Rajaraman K, Raman B, Ramakrishna T, Rao C M
Centre for Cellular and Molecular Biology, Hyderabad, India.
Biochem Biophys Res Commun. 1998 Aug 28;249(3):917-21. doi: 10.1006/bbrc.1998.9242.
The chaperone-like alpha-crystallin prevents aggregation of several proteins by interacting with their non-native states. Alpha-Lactalbumin adopts different non-native states under different experimental conditions. We have investigated the interaction of alpha-crystallin with three non-identical non-native states, using fluorescence, circular dichroism, and gel filtration chromatography. The compact molten globule state of apo-alpha-lactalbumin in tris buffer does not interact with alpha-crystallin. The expanded, flexible molten globule-like state of reduced apo-alpha-lactalbumin (formed at pH 7.2) also does not interact with alpha-crystallin. Only the aggregation-prone non-native state of reduced apo-alpha-lactalbumin formed at pH 6.0 interacts with alpha-crystallin to form a stable complex. The alpha-crystallin bound reduced apo-alpha-lactalbumin exhibits properties similar to those of a molten globule. Our results show that alpha-crystallin interacts only with the aggregation prone molten globule state of reduced apo-alpha-lactalbumin but not with the other non-aggregating molten globule states of the protein.
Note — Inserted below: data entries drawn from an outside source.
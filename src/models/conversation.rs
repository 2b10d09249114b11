use chrono::{DateTime, Utc};
use serde::{Deserialize, Serialize};
use uuid::Uuid;

#[derive(Debug, Clone, Copy, PartialEq, Eq, Serialize, Deserialize)]
#[serde(rename_all = "snake_case")]
pub enum ConversationKind {
    Dm,
    Group,
}

impl ConversationKind {
    pub fn as_str(&self) -> &'static str {
        match self {
            ConversationKind::Dm => "dm",
            ConversationKind::Group => "group",
        }
    }

    pub fn from_db(value: &str) -> Option<Self> {
        match value {
            "dm" => Some(ConversationKind::Dm),
            "group" => Some(ConversationKind::Group),
            _ => None,
        }
    }
}

#[derive(Debug, Clone, Copy, PartialEq, Eq, Serialize, Deserialize)]
#[serde(rename_all = "snake_case")]
pub enum ParticipantRole {
    Member,
    Admin,
}

impl ParticipantRole {
    pub fn as_str(&self) -> &'static str {
        match self {
            ParticipantRole::Member => "member",
            ParticipantRole::Admin => "admin",
        }
    }

    pub fn from_db(value: &str) -> Option<Self> {
        match value {
            "member" => Some(ParticipantRole::Member),
            "admin" => Some(ParticipantRole::Admin),
            _ => None,
        }
    }
}

/// Membership record embedded in a conversation.
///
/// `user_name` and `user_avatar` are snapshots taken when the participant was
/// added; a later profile rename does not rewrite them.
#[derive(Debug, Clone, Serialize, Deserialize)]
pub struct Participant {
    pub user_id: Uuid,
    pub user_name: String,
    pub user_avatar: Option<String>,
    pub role: ParticipantRole,
    pub last_read_at: Option<DateTime<Utc>>,
    pub joined_at: DateTime<Utc>,
}

/// Denormalized summary of the newest message, kept on the conversation for
/// list-view rendering without a second query.
#[derive(Debug, Clone, Serialize, Deserialize)]
pub struct LastMessage {
    pub content: String,
    pub sender_id: Uuid,
    pub sender_name: String,
    pub timestamp: DateTime<Utc>,
}

#[derive(Debug, Clone, Serialize, Deserialize)]
pub struct Conversation {
    pub id: Uuid,
    pub kind: ConversationKind,
    /// Group-only; `None` for DMs.
    pub name: Option<String>,
    pub description: Option<String>,
    /// Back-reference to the originating volunteer event, group chats only.
    pub event_id: Option<Uuid>,
    pub participants: Vec<Participant>,
    pub last_message: Option<LastMessage>,
    pub is_active: bool,
    pub created_at: DateTime<Utc>,
    pub updated_at: DateTime<Utc>,
}

impl Conversation {
    pub fn participant(&self, user_id: Uuid) -> Option<&Participant> {
        self.participants.iter().find(|p| p.user_id == user_id)
    }

    pub fn is_participant(&self, user_id: Uuid) -> bool {
        self.participant(user_id).is_some()
    }

    pub fn is_admin(&self, user_id: Uuid) -> bool {
        self.participant(user_id)
            .map(|p| p.role == ParticipantRole::Admin)
            .unwrap_or(false)
    }
}

/// Canonical key for the unordered DM participant pair. Both argument orders
/// produce the same key, which backs the active-DM uniqueness constraint.
pub fn dm_key(a: Uuid, b: Uuid) -> String {
    let (lo, hi) = if a <= b { (a, b) } else { (b, a) };
    format!("{lo}:{hi}")
}

#[cfg(test)]
mod tests {
    use super::*;

    #[test]
    fn dm_key_is_order_independent() {
        let a = Uuid::new_v4();
        let b = Uuid::new_v4();
        assert_eq!(dm_key(a, b), dm_key(b, a));
        assert_ne!(dm_key(a, b), dm_key(a, a));
    }

    #[test]
    fn role_round_trips_through_db_strings() {
        for role in [ParticipantRole::Member, ParticipantRole::Admin] {
            assert_eq!(ParticipantRole::from_db(role.as_str()), Some(role));
        }
        assert_eq!(ParticipantRole::from_db("owner"), None);
    }
}
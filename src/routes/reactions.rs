use actix_web::{post, web, HttpResponse};
use serde::Deserialize;
use uuid::Uuid;

use crate::error::AppError;
use crate::middleware::AuthedUser;
use crate::state::AppState;

#[derive(Debug, Deserialize)]
pub struct ToggleReactionRequest {
    pub emoji: String,
}

/// POST /messages/{id}/reactions
/// Toggle the caller's reaction: absent is added, present is removed.
/// Returns the message with its updated reaction list.
#[post("/messages/{id}/reactions")]
pub async fn toggle_reaction(
    state: web::Data<AppState>,
    user: AuthedUser,
    path: web::Path<Uuid>,
    body: web::Json<ToggleReactionRequest>,
) -> Result<HttpResponse, AppError> {
    let message = state
        .messages
        .toggle_reaction(path.into_inner(), user.id, &body.emoji)
        .await?;
    Ok(HttpResponse::Ok().json(message))
}
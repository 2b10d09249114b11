use serde::{Deserialize, Serialize};
use uuid::Uuid;

use crate::models::Message;

/// Inbound WebSocket events from client to server.
#[derive(Debug, Serialize, Deserialize)]
#[serde(tag = "type")]
pub enum WsInboundEvent {
    /// Declare interest in a conversation's live feed. Participancy is
    /// re-verified server side before the room is joined.
    #[serde(rename = "join")]
    Join { conversation_id: Uuid },

    /// Stop receiving a conversation's live feed. Idempotent.
    #[serde(rename = "leave")]
    Leave { conversation_id: Uuid },

    /// Send a message through the same MessageService path as HTTP.
    #[serde(rename = "send")]
    Send {
        conversation_id: Uuid,
        content: String,
        #[serde(default)]
        reply_to: Option<Uuid>,
    },

    /// Ephemeral typing-state change; never persisted.
    #[serde(rename = "typing")]
    Typing {
        conversation_id: Uuid,
        is_typing: bool,
    },
}

/// Outbound WebSocket events from server to client.
#[derive(Debug, Serialize, Deserialize)]
#[serde(tag = "type")]
pub enum WsOutboundEvent {
    /// A message was persisted in a room this connection is joined to.
    /// Delivered to every room member; senders reconcile their own
    /// optimistic echo.
    #[serde(rename = "message:new")]
    MessageNew { message: Message },

    /// Typing-state change from another connection in the room. Best-effort;
    /// clients clear stale indicators after a few seconds of silence.
    #[serde(rename = "typing:state")]
    TypingState {
        conversation_id: Uuid,
        user_id: Uuid,
        is_typing: bool,
    },

    /// Acknowledges a successful `join`.
    #[serde(rename = "room:joined")]
    RoomJoined { conversation_id: Uuid },

    /// Failure scoped to this connection only; never broadcast.
    #[serde(rename = "error")]
    Error {
        code: String,
        message: String,
        #[serde(skip_serializing_if = "Option::is_none")]
        conversation_id: Option<Uuid>,
    },
}

#[cfg(test)]
mod tests {
    use super::*;

    #[test]
    fn inbound_events_parse_from_wire_json() {
        let conversation_id = Uuid::new_v4();
        let raw = format!(
            r#"{{"type":"send","conversation_id":"{conversation_id}","content":"see you there"}}"#
        );
        match serde_json::from_str::<WsInboundEvent>(&raw).unwrap() {
            WsInboundEvent::Send {
                conversation_id: cid,
                content,
                reply_to,
            } => {
                assert_eq!(cid, conversation_id);
                assert_eq!(content, "see you there");
                assert!(reply_to.is_none());
            }
            other => panic!("unexpected event: {other:?}"),
        }
    }

    #[test]
    fn outbound_error_tags_correctly() {
        let event = WsOutboundEvent::Error {
            code: "forbidden".into(),
            message: "not a participant".into(),
            conversation_id: None,
        };
        let json = serde_json::to_value(&event).unwrap();
        assert_eq!(json["type"], "error");
        assert!(json.get("conversation_id").is_none());
    }
}
use dotenvy::dotenv;
use std::env;

/// Which backing store the service runs against.
///
/// `Memory` exists for local development and the test suite; it honors the
/// same `ChatStore` contract as Postgres but keeps everything in-process.
#[derive(Debug, Clone, Copy, PartialEq, Eq)]
pub enum StoreBackend {
    Postgres,
    Memory,
}

#[derive(Debug, Clone)]
pub struct Config {
    pub port: u16,
    pub store_backend: StoreBackend,
    /// Required when `store_backend` is Postgres.
    pub database_url: Option<String>,
    pub jwt_secret: String,
    pub profile_service_url: String,
    pub notification_service_url: String,
    /// Default page size for message listing; requests may ask for less.
    pub default_page_size: i64,
}

impl Config {
    pub fn from_env() -> Result<Self, crate::error::AppError> {
        dotenv().ok();

        let port = env::var("PORT")
            .ok()
            .and_then(|s| s.parse().ok())
            .unwrap_or(3000);

        let store_backend = match env::var("CHAT_STORE").as_deref() {
            Ok("memory") => StoreBackend::Memory,
            _ => StoreBackend::Postgres,
        };

        let database_url = env::var("DATABASE_URL").ok();
        if store_backend == StoreBackend::Postgres && database_url.is_none() {
            return Err(crate::error::AppError::Config("DATABASE_URL missing".into()));
        }

        let jwt_secret = env::var("JWT_SECRET")
            .map_err(|_| crate::error::AppError::Config("JWT_SECRET missing".into()))?;

        let profile_service_url = env::var("PROFILE_SERVICE_URL")
            .unwrap_or_else(|_| "http://identity-service:3001".to_string());

        let notification_service_url = env::var("NOTIFICATION_SERVICE_URL")
            .unwrap_or_else(|_| "http://notification-service:3002".to_string());

        let default_page_size = env::var("MESSAGE_PAGE_SIZE")
            .ok()
            .and_then(|s| s.parse().ok())
            .unwrap_or(50);

        Ok(Self {
            port,
            store_backend,
            database_url,
            jwt_secret,
            profile_service_url,
            notification_service_url,
            default_page_size,
        })
    }
}
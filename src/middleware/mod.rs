pub mod auth;

pub use auth::AuthedUser;
/// GET /ws
/// Upgrade to a realtime session. The token comes from the `token` query
/// parameter or the `Authorization: Bearer` header.
#[get("/ws")]
pub async fn ws_handler(
    req: HttpRequest,
    stream: web::Payload,
    state: web::Data<AppState>,
    query: web::Query<WsParams>,
) -> Result<HttpResponse, Error> {
    let token = query.into_inner().token.or_else(|| {
        req.headers()
            .get(actix_web::http::header::AUTHORIZATION)
            .and_then(|v| v.to_str().ok())
            .and_then(|s| s.strip_prefix("Bearer "))
            .map(|s| s.to_string())
    });

    let Some(token) = token else {
        return Ok(HttpResponse::Unauthorized().finish());
    };
    let claims = match decode_token(&token, &state.config.jwt_secret) {
        Ok(claims) => claims,
        Err(_) => return Ok(HttpResponse::Unauthorized().finish()),
    };

    let session = WsSession::new(claims.sub, state.as_ref().clone());
    ws::start(session, &req, stream)
}

#[cfg(test)]
mod tests {
    use super::*;

    #[test]
    fn second_join_is_rejected_while_the_first_is_in_flight() {
        let mut rooms = SessionRooms::default();
        let room = Uuid::new_v4();

        assert!(rooms.begin_join(room));
        // Same frame again before the registry confirmed the first join.
        assert!(!rooms.begin_join(room));

        let id = SubscriberId::new();
        assert_eq!(rooms.complete_join(room, id), None);
        assert_eq!(rooms.active(room), Some(id));

        // Still claimed once established.
        assert!(!rooms.begin_join(room));
    }

    #[test]
    fn completion_after_leave_hands_back_the_subscription() {
        let mut rooms = SessionRooms::default();
        let room = Uuid::new_v4();

        assert!(rooms.begin_join(room));
        // Left while the registration was in flight; nothing live to release.
        assert_eq!(rooms.leave(room), None);

        // The late confirmation must be released by the caller.
        let id = SubscriberId::new();
        assert_eq!(rooms.complete_join(room, id), Some(id));
        assert_eq!(rooms.active(room), None);
    }

    #[test]
    fn superseded_completion_is_handed_back_not_recorded() {
        let mut rooms = SessionRooms::default();
        let room = Uuid::new_v4();

        assert!(rooms.begin_join(room));
        let winner = SubscriberId::new();
        assert_eq!(rooms.complete_join(room, winner), None);

        // A stray duplicate confirmation never displaces the live one.
        let loser = SubscriberId::new();
        assert_eq!(rooms.complete_join(room, loser), Some(loser));
        assert_eq!(rooms.active(room), Some(winner));
    }

    #[test]
    fn failed_join_releases_the_claim() {
        let mut rooms = SessionRooms::default();
        let room = Uuid::new_v4();

        assert!(rooms.begin_join(room));
        rooms.abort_join(room);
        assert!(rooms.begin_join(room));

        // Abort never drops an established subscription.
        let id = SubscriberId::new();
        assert_eq!(rooms.complete_join(room, id), None);
        rooms.abort_join(room);
        assert_eq!(rooms.active(room), Some(id));
    }

    #[test]
    fn drain_skips_pending_joins() {
        let mut rooms = SessionRooms::default();
        let settled = Uuid::new_v4();
        let in_flight = Uuid::new_v4();

        rooms.begin_join(settled);
        let id = SubscriberId::new();
        rooms.complete_join(settled, id);
        rooms.begin_join(in_flight);

        let drained = rooms.drain_active();
        assert_eq!(drained, vec![(settled, id)]);
        assert_eq!(rooms.active(settled), None);
    }
}
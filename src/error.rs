use actix_web::{http::StatusCode, HttpResponse, ResponseError};
use serde_json::json;
use thiserror::Error;

pub type AppResult<T> = Result<T, AppError>;

#[derive(Debug, Error, Clone)]
pub enum AppError {
    #[error("configuration error: {0}")]
    Config(String),

    #[error("server start failure: {0}")]
    StartServer(String),

    #[error("validation error: {0}")]
    Validation(String),

    #[error("unauthorized")]
    Unauthorized,

    #[error("forbidden")]
    Forbidden,

    #[error("not found: {0}")]
    NotFound(&'static str),

    #[error("conflict: {0}")]
    Conflict(String),

    #[error("invalid operation: {0}")]
    InvalidOperation(String),

    #[error("database error: {0}")]
    Database(String),

    #[error("internal server error")]
    Internal,

    #[error("service unavailable: {0}")]
    ServiceUnavailable(String),
}

impl From<tokio_postgres::Error> for AppError {
    fn from(e: tokio_postgres::Error) -> Self {
        AppError::Database(e.to_string())
    }
}

impl From<deadpool_postgres::PoolError> for AppError {
    fn from(e: deadpool_postgres::PoolError) -> Self {
        AppError::Database(e.to_string())
    }
}

impl AppError {
    /// Stable machine-readable code used in HTTP bodies and realtime error events.
    pub fn code(&self) -> &'static str {
        match self {
            AppError::Validation(_) => "validation_error",
            AppError::Unauthorized => "unauthorized",
            AppError::Forbidden => "forbidden",
            AppError::NotFound(_) => "not_found",
            AppError::Conflict(_) => "conflict",
            AppError::InvalidOperation(_) => "invalid_operation",
            AppError::ServiceUnavailable(_) => "service_unavailable",
            AppError::Config(_) | AppError::StartServer(_) => "configuration_error",
            AppError::Database(_) | AppError::Internal => "internal_error",
        }
    }

    pub fn status_code(&self) -> u16 {
        match self {
            AppError::Validation(_) => 400,
            AppError::Unauthorized => 401,
            AppError::Forbidden => 403,
            AppError::NotFound(_) => 404,
            AppError::Conflict(_) => 409,
            AppError::InvalidOperation(_) => 422,
            AppError::ServiceUnavailable(_) => 503,
            _ => 500,
        }
    }
}

impl ResponseError for AppError {
    fn error_response(&self) -> HttpResponse {
        let status = StatusCode::from_u16(self.status_code())
            .unwrap_or(StatusCode::INTERNAL_SERVER_ERROR);

        // Internal details stay in the logs, not in the response body.
        let message = match self {
            AppError::Database(e) => {
                tracing::error!(error = %e, "database failure");
                "internal server error".to_string()
            }
            AppError::Internal | AppError::Config(_) | AppError::StartServer(_) => {
                "internal server error".to_string()
            }
            other => other.to_string(),
        };

        HttpResponse::build(status).json(json!({
            "error": self.code(),
            "message": message,
        }))
    }
}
伴侣样α-晶体蛋白通过与几种蛋白质的非天然状态相互作用来防止其聚集。α-乳白蛋白在不同的实验条件下会呈现不同的非天然状态。我们利用荧光、圆二色性和凝胶过滤色谱法研究了α-晶体蛋白与三种不同的非天然状态之间的相互作用。在三羟甲基氨基甲烷缓冲液中,脱辅基α-乳白蛋白的紧密熔融球状状态不与α-晶体蛋白相互作用。还原型脱辅基α-乳白蛋白(在pH 7.2时形成)的扩展、灵活的类熔融球状状态也不与α-晶体蛋白相互作用。只有在pH 6.0时形成的易聚集的还原型脱辅基α-乳白蛋白的非天然状态与α-晶体蛋白相互作用形成稳定的复合物。与α-晶体蛋白结合的还原型脱辅基α-乳白蛋白表现出与熔融球状蛋白相似的性质。我们的结果表明,α-晶体蛋白仅与还原型脱辅基α-乳白蛋白易聚集的熔融球状状态相互作用,而不与该蛋白质的其他非聚集性熔融球状状态相互作用。